> [Action item]
Below are the records; copy exactly the stretch from the line containing "pub const FORMAT_THRESHOLD: f64 = 0.10;" through the line containing "pub const SOURCE_HOST: &str", both ends included, and nothing else.

=== Excerpted records ===

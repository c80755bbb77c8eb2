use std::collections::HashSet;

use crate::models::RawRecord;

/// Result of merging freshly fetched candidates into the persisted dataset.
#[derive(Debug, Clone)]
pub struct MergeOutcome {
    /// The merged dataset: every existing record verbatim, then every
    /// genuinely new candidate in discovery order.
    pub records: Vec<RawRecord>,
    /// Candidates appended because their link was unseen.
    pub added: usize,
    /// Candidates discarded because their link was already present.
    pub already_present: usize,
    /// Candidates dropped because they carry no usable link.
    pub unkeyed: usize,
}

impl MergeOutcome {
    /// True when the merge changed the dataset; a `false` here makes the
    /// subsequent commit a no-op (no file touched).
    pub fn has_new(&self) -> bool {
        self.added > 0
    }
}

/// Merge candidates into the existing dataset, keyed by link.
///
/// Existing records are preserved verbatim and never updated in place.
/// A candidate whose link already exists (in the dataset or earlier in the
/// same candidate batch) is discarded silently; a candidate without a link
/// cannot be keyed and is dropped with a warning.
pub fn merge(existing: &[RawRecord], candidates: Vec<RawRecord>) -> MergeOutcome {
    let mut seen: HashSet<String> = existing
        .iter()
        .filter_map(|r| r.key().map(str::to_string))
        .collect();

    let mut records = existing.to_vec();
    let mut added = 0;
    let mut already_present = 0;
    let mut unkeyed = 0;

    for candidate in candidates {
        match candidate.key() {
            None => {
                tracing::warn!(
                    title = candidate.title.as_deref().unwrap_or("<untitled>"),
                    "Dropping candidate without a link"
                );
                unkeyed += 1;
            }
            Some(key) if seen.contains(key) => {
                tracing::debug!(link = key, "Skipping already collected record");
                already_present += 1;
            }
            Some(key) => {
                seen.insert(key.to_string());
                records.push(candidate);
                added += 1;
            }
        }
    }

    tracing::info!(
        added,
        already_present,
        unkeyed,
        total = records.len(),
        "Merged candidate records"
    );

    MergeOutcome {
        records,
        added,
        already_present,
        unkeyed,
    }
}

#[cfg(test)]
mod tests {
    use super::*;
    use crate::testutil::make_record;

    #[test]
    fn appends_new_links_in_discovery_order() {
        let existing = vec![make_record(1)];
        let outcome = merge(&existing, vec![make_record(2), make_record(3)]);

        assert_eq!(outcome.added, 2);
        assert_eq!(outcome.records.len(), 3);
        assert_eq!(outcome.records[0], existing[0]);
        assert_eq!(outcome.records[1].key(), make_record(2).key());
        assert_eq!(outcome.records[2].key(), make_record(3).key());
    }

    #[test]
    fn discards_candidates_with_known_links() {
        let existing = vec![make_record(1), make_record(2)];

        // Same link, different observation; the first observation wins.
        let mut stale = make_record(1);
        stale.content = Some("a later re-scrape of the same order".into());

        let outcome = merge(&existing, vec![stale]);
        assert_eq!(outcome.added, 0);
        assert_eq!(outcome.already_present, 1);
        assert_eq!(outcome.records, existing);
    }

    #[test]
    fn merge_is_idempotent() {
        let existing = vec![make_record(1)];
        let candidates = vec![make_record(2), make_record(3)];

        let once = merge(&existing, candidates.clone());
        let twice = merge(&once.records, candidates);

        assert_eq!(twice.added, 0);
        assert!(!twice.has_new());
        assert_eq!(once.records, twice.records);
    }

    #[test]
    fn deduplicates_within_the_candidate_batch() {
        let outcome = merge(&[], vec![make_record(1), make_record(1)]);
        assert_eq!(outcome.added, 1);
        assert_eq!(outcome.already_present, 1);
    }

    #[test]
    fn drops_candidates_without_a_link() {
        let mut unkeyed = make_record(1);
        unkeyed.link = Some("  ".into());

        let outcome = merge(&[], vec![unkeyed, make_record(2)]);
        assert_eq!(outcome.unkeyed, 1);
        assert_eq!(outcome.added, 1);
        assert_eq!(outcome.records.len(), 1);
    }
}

===
=== Excerpted records ===

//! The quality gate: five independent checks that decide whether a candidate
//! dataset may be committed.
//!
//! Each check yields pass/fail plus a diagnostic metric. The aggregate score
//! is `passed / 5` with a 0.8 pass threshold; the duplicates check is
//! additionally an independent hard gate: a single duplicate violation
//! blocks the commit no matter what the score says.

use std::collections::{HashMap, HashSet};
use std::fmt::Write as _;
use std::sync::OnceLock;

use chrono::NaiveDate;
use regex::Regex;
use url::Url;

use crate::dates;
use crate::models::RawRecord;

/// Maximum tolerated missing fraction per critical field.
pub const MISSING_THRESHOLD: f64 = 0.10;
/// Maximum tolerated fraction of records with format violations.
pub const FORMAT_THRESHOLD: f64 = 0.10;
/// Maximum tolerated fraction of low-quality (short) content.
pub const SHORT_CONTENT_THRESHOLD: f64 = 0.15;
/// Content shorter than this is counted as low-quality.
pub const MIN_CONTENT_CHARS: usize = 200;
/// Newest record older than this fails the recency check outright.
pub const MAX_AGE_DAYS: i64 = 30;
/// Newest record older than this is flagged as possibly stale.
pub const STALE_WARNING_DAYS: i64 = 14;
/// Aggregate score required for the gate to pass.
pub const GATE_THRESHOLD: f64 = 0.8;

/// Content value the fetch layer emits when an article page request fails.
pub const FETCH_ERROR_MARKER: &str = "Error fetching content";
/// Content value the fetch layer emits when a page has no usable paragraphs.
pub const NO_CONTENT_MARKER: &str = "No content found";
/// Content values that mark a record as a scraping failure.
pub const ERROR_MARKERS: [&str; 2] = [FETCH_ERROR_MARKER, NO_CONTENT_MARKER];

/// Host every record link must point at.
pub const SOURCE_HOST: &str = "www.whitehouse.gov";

===

> [Task output]
pub const FORMAT_THRESHOLD: f64 = 0.10;
/// Maximum tolerated fraction of low-quality (short) content.
pub const SHORT_CONTENT_THRESHOLD: f64 = 0.15;
/// Content shorter than this is counted as low-quality.
pub const MIN_CONTENT_CHARS: usize = 200;
/// Newest record older than this fails the recency check outright.
pub const MAX_AGE_DAYS: i64 = 30;
/// Newest record older than this is flagged as possibly stale.
pub const STALE_WARNING_DAYS: i64 = 14;
/// Aggregate score required for the gate to pass.
pub const GATE_THRESHOLD: f64 = 0.8;

/// Content value the fetch layer emits when an article page request fails.
pub const FETCH_ERROR_MARKER: &str = "Error fetching content";
/// Content value the fetch layer emits when a page has no usable paragraphs.
pub const NO_CONTENT_MARKER: &str = "No content found";
/// Content values that mark a record as a scraping failure.
pub const ERROR_MARKERS: [&str; 2] = [FETCH_ERROR_MARKER, NO_CONTENT_MARKER];

/// Host every record link must point at.
pub const SOURCE_HOST: &str = "www.whitehouse.gov";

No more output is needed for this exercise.